→ What needs to be done
Find out how many lines of the listing below include "struct" and report only that number.

→ Information provided
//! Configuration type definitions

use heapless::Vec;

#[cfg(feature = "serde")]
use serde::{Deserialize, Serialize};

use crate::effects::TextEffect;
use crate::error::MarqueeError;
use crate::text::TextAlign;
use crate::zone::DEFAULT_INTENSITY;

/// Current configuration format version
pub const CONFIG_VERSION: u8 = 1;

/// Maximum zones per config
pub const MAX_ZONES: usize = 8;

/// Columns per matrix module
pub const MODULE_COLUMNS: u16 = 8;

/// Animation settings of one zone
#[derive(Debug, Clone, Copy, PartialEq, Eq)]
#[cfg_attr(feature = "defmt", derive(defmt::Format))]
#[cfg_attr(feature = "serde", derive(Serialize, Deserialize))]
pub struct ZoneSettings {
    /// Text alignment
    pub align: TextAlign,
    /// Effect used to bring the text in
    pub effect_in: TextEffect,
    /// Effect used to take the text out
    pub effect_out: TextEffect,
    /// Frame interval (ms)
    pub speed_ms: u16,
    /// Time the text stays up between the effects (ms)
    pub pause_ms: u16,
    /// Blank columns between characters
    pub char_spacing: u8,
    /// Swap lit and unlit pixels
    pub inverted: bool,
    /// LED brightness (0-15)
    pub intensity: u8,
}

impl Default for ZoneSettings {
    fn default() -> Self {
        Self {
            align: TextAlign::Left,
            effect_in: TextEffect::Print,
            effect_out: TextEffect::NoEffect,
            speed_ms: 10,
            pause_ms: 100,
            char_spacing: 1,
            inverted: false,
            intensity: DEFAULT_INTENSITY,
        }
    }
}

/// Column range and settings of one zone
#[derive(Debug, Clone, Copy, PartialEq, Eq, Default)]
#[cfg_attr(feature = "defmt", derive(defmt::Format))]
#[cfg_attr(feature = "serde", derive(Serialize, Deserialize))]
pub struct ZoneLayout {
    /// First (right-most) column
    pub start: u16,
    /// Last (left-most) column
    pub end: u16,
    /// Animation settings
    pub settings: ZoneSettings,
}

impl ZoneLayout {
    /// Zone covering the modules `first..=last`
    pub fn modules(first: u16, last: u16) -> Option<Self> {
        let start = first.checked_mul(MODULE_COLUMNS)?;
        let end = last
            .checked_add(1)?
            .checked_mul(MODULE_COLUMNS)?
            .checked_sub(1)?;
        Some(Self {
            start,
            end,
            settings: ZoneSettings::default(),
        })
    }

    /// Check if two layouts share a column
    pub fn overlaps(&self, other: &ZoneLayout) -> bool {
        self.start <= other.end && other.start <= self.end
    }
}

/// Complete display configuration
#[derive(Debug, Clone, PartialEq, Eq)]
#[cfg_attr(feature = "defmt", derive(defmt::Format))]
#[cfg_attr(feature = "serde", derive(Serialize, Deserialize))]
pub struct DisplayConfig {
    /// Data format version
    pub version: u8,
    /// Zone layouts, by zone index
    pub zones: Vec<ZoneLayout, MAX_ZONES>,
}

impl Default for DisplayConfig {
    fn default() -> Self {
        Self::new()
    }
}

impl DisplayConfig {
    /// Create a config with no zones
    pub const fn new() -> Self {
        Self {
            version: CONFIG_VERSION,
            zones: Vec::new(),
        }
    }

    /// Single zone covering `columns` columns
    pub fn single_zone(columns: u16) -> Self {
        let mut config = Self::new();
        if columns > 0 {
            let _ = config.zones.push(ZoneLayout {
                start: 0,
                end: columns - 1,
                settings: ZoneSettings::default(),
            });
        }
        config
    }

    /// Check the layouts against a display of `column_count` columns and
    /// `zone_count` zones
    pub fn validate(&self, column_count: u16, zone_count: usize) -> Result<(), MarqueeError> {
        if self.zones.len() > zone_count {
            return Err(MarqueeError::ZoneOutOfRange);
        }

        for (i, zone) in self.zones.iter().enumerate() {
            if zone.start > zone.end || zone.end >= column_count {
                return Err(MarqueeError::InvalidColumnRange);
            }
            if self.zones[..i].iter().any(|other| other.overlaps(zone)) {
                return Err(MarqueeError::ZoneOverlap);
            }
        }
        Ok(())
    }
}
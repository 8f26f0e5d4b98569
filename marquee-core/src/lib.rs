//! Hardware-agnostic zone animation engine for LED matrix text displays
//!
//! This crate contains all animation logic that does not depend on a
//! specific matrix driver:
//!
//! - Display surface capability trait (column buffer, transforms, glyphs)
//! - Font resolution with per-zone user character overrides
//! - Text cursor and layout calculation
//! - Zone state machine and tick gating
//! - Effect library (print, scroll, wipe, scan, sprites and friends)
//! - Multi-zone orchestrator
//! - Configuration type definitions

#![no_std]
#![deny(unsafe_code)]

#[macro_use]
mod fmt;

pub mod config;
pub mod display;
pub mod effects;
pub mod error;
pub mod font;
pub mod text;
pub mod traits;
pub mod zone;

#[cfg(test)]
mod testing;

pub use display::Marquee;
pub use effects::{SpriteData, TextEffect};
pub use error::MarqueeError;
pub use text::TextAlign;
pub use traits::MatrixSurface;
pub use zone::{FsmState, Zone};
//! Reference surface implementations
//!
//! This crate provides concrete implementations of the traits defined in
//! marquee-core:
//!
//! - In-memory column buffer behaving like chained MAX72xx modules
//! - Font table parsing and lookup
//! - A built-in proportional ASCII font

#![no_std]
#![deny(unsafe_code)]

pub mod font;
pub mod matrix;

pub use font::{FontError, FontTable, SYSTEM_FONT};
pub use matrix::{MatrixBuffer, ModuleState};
--
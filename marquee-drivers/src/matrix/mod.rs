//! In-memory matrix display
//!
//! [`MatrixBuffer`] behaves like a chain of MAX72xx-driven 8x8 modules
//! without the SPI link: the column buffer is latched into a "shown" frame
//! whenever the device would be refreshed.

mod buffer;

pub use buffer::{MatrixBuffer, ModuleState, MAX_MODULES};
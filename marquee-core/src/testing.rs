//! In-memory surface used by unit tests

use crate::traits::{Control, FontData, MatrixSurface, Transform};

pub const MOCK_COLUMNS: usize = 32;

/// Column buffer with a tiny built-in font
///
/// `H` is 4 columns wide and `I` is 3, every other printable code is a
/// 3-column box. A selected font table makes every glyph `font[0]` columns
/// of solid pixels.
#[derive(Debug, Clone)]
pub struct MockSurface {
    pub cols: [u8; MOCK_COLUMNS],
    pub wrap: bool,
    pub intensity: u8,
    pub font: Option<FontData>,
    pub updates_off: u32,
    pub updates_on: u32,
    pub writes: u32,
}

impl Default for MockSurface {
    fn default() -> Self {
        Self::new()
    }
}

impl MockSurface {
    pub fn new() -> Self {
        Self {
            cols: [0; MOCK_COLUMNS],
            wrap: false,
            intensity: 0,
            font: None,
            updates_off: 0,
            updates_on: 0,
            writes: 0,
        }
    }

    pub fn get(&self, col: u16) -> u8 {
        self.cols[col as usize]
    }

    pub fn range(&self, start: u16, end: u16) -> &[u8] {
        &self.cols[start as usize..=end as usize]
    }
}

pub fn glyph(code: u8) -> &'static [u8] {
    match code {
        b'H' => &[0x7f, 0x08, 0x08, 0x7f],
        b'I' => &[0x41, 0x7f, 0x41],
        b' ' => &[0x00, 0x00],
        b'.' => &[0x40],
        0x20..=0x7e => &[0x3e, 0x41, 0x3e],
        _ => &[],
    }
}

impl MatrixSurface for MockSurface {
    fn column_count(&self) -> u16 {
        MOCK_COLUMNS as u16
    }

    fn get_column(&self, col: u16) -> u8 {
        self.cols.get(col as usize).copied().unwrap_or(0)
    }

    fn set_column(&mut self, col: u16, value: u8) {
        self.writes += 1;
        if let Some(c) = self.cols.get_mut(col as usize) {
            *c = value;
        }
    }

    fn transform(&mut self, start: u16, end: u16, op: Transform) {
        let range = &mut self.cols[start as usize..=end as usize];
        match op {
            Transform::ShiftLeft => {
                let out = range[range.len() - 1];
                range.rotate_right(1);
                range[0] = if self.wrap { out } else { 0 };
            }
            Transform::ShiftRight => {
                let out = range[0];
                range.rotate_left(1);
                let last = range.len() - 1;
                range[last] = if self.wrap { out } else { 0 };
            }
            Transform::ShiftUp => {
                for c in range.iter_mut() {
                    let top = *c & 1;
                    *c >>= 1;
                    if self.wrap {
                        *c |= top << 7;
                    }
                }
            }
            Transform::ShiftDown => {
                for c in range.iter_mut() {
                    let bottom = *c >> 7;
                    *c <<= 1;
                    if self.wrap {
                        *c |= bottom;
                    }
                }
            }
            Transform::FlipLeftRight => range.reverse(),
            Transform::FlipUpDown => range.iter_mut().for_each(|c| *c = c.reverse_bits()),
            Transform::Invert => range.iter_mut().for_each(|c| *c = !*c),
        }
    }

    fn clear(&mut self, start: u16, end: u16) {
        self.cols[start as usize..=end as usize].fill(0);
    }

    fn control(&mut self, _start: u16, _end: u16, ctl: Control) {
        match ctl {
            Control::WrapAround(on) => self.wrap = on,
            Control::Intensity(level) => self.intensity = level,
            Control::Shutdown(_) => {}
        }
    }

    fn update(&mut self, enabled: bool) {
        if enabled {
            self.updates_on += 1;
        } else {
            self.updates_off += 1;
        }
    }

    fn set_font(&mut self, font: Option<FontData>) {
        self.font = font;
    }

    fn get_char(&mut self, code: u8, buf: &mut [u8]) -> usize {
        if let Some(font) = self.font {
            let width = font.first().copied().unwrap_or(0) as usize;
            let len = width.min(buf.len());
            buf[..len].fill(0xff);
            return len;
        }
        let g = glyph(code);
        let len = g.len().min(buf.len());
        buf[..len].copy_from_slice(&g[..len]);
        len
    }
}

→ Answer to the problem
4